This year's budget did little for insurance
Looking back at my piece on last year’s Budget, there is a temptation to just repeat everything in it or, indeed, to run the entire piece again in the hope that nobody spots it as, like last year, the Chancellor of the Exchequer’s (“Hello, darling…”) book-balancing act has once again managed to circumvent the insurance industry.
What is interesting is that if you looked at the Government in terms of being a person, it seems that it is going to do what the majority of people have been doing for the last decade, in deciding to completely live beyond its means by having public borrowing increase to £175bn this year, followed by £173bn, £140bn, £118bn and £97bn in the following years. And government debt is set to rise to 79% of GDP by 2013. These are all pretty horrific figures but if the public has not been taking out protection as it should have been, then what does it mean if, for some reason, this country’s economy juddered to a halt?
By the way, those figures are just the Government estimates and several economists have been in the media referring to them as ludicrously optimistic.
At least the Government has some form of protection though because when times are tough, it can always just raise taxes some more. Or it could work on cutting public spending. But it probably won’t, otherwise Darling would have mentioned it in the House of Commons.
What they did do, is raise the rate of tax on high-earners from 45% to 50%. Realistically, this is not going to affect the majority of the population, with the Office of National Statistics giving figures indicating that the median wage across the country is a little under £25k per year. That development in the Budget was really just a political scoring point as it gave David Cameron and his ilk something to a) protest against; and b) to then turn around and say that they had no plans to rescind it if/when they come back into power.

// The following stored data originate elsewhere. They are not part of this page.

// 该文件是 Daolu （道路） 项目的一部分。
// tests/pipeline.rs - 融合流水线测试
//
// 本文件根据 Apache 许可证第 2.0 版（以下简称“许可证”）授权使用；
// 除非遵守该许可证条款，否则您不得使用本文件。
// 您可通过以下网址获取许可证副本：
// http://www.apache.org/licenses/LICENSE-2.0
// 除非适用法律要求或书面同意，根据本许可协议分发的软件均按“原样”提供，
// 不附带任何形式的明示或暗示的保证或条件。
// 有关许可权限与限制的具体条款，请参阅本许可协议。
//
// Copyright (C) 2026 Johann Li <me@qinka.pro>, Wareless Group

mod common;

use common::*;
use daolu::{
  fusion::{Pipeline, PipelineConfig, PipelineError, fps_from_latency},
  output::draw::{DEFAULT_BOX_COLOR, label_color},
};
use ab_glyph::{FontArc, PxScale};
use image::Rgb;
use imageproc::drawing::text_size;

const LABEL_FONT_SIZE: f32 = 16.0;

#[test]
fn annotated_frame_and_mask_match_input_dimensions() {
  let pipeline = Pipeline::new(StubDetector(vec![car()]), StubSegmenter::full());
  let frame = gray_frame(120, 80);

  let result = pipeline.process(&frame).unwrap();
  assert_eq!(result.annotated_frame.dimensions(), (120, 80));
  assert_eq!(result.drivable_mask.dimensions(), (120, 80));
  assert_eq!(result.drivable_mask.count_on(), 120 * 80);
}

#[test]
fn detections_pass_through_unchanged() {
  let detections = vec![
    car(),
    detection("person", 0, [60.0, 5.0, 90.0, 70.0], 0.55),
  ];
  let pipeline = Pipeline::new(StubDetector(detections.clone()), StubSegmenter::empty());

  let result = pipeline.process(&gray_frame(100, 100)).unwrap();
  assert_eq!(result.detections, detections);
}

#[test]
fn drivable_pixels_blend_and_others_stay() {
  let pipeline = Pipeline::new(StubDetector(Vec::new()), LeftHalfSegmenter);
  let frame = gray_frame(64, 32);

  let result = pipeline.process(&frame).unwrap();
  assert_eq!(*result.annotated_frame.get_pixel(5, 10), Rgb([90, 166, 90]));
  assert_eq!(*result.annotated_frame.get_pixel(50, 10), Rgb([GRAY, GRAY, GRAY]));
  assert!(result.drivable_mask.is_on(20, 0));
  assert!(!result.drivable_mask.is_on(45, 0));
}

/// 标签文字占据的区域，含 1 像素抗锯齿余量
fn label_region(text: &str, x: u32, y: u32) -> (u32, u32, u32, u32) {
  let font = FontArc::try_from_slice(include_bytes!("../assets/DejaVuSans.ttf")).unwrap();
  let (width, _) = text_size(PxScale::from(LABEL_FONT_SIZE), &font, text);
  (x.saturating_sub(1), y, x + width + 1, y + LABEL_FONT_SIZE as u32 + 1)
}

#[test]
fn gray_frame_with_one_car_end_to_end() {
  let pipeline = Pipeline::new(StubDetector(vec![car()]), StubSegmenter::empty());
  let frame = gray_frame(100, 100);

  let result = pipeline.process(&frame).unwrap();
  let annotated = &result.annotated_frame;
  let blue = Rgb([0, 0, 255]);

  assert_eq!(result.detections.len(), 1);
  assert_eq!(result.drivable_mask.count_on(), 0);
  assert_eq!(annotated.dimensions(), frame.dimensions());

  // 边框左右两侧与底边
  assert_eq!(*annotated.get_pixel(10, 40), blue);
  assert_eq!(*annotated.get_pixel(11, 40), blue);
  assert_eq!(*annotated.get_pixel(50, 40), blue);
  assert_eq!(*annotated.get_pixel(30, 50), blue);

  // 边框 [10, 50] 内外各 1 像素宽，标签在边框上方，夹到第 0 行
  let in_outline = |x: u32, y: u32| {
    (10..=50).contains(&x)
      && (10..=50).contains(&y)
      && (x <= 11 || x >= 49 || y <= 11 || y >= 49)
  };
  let (lx0, ly0, lx1, ly1) = label_region("car 0.90", 10, 0);
  let in_label = |x: u32, y: u32| (lx0..=lx1).contains(&x) && (ly0..=ly1).contains(&y);

  let mut changed = 0;
  for (x, y, pixel) in annotated.enumerate_pixels() {
    if pixel == frame.get_pixel(x, y) {
      continue;
    }
    changed += 1;
    assert!(
      in_outline(x, y) || in_label(x, y),
      "pixel ({x}, {y}) changed outside the box and its label"
    );
  }
  assert!(changed > 0);

  for y in 12..=48 {
    for x in 12..=48 {
      assert_eq!(annotated.get_pixel(x, y), frame.get_pixel(x, y));
    }
  }
}

#[test]
fn unknown_label_uses_default_color() {
  let pipeline = Pipeline::new(
    StubDetector(vec![detection("bicycle", 1, [20.0, 40.0, 60.0, 80.0], 0.7)]),
    StubSegmenter::empty(),
  );

  let result = pipeline.process(&gray_frame(100, 100)).unwrap();
  assert_eq!(label_color("bicycle"), DEFAULT_BOX_COLOR);
  assert_eq!(*result.annotated_frame.get_pixel(20, 60), Rgb(DEFAULT_BOX_COLOR));
}

#[test]
fn box_outside_frame_is_clipped() {
  let pipeline = Pipeline::new(
    StubDetector(vec![detection("truck", 7, [-20.0, 60.0, 140.0, 130.0], 0.8)]),
    StubSegmenter::empty(),
  );

  let result = pipeline.process(&gray_frame(100, 100)).unwrap();
  assert_eq!(result.annotated_frame.dimensions(), (100, 100));
  assert_eq!(*result.annotated_frame.get_pixel(98, 60), Rgb([255, 165, 0]));
}

#[test]
fn fps_follows_latency() {
  let pipeline = Pipeline::new(StubDetector(vec![car()]), StubSegmenter::full());
  let result = pipeline.process(&gray_frame(100, 100)).unwrap();

  assert!(result.latency_ms >= 0.0);
  assert_eq!(result.fps, fps_from_latency(result.latency_ms));
  if result.latency_ms > 0.0 {
    assert!((result.fps * result.latency_ms - 1000.0).abs() < 1e-6);
  }
}

#[test]
fn sequential_and_concurrent_agree() {
  let frame = gray_frame(100, 100);
  let concurrent = Pipeline::new(StubDetector(vec![car()]), LeftHalfSegmenter);
  let sequential = Pipeline::with_config(
    StubDetector(vec![car()]),
    LeftHalfSegmenter,
    PipelineConfig { concurrent: false },
  );

  let a = concurrent.process(&frame).unwrap();
  let b = sequential.process(&frame).unwrap();
  assert_eq!(a.annotated_frame, b.annotated_frame);
  assert_eq!(a.drivable_mask, b.drivable_mask);
  assert_eq!(a.detections, b.detections);
}

#[test]
fn adapter_failures_surface_as_pipeline_errors() {
  let frame = gray_frame(32, 32);

  for concurrent in [true, false] {
    let config = PipelineConfig { concurrent };
    let pipeline = Pipeline::with_config(FailingDetector, StubSegmenter::full(), config.clone());
    assert!(matches!(
      pipeline.process(&frame),
      Err(PipelineError::DetectionFailed(_))
    ));

    let pipeline = Pipeline::with_config(StubDetector(vec![car()]), FailingSegmenter, config);
    assert!(matches!(
      pipeline.process(&frame),
      Err(PipelineError::SegmentationFailed(_))
    ));
  }
}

So what then for the protection and health insurance industry? Well, the only real development could be in how you sell protection to your clients. Instead of asking them whether they can afford to give up two pints of lager or a packet of cigarettes each week in order to afford a policy, you are probably going to have to take into mind the added tax increases on those two products and downgrade your question to one pint of lager each week and a packet of cigarettes each fortnight.